_DATA TO PROCESS_
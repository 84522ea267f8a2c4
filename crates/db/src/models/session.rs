//! Refresh-token session model.

use sqlx::FromRow;
use stroyka_core::types::{DbId, Timestamp};

/// A row from the `sessions` table. Only the SHA-256 hash of the refresh
/// token is stored.
#[derive(Debug, Clone, FromRow)]
pub struct Session {
    pub id: DbId,
    pub user_id: DbId,
    pub refresh_token_hash: String,
    pub expires_at: Timestamp,
    pub revoked_at: Option<Timestamp>,
    pub created_at: Timestamp,
}

/// Write model for creating a session.
#[derive(Debug, Clone)]
pub struct CreateSession {
    pub user_id: DbId,
    pub refresh_token_hash: String,
    pub expires_at: Timestamp,
}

_PROMPT_
Every line above that holds the word "derive" needs to be copied.

_OUTPUT FOR THIS EXERCISE_
#[derive(Debug, Clone, FromRow)]
#[derive(Debug, Clone)]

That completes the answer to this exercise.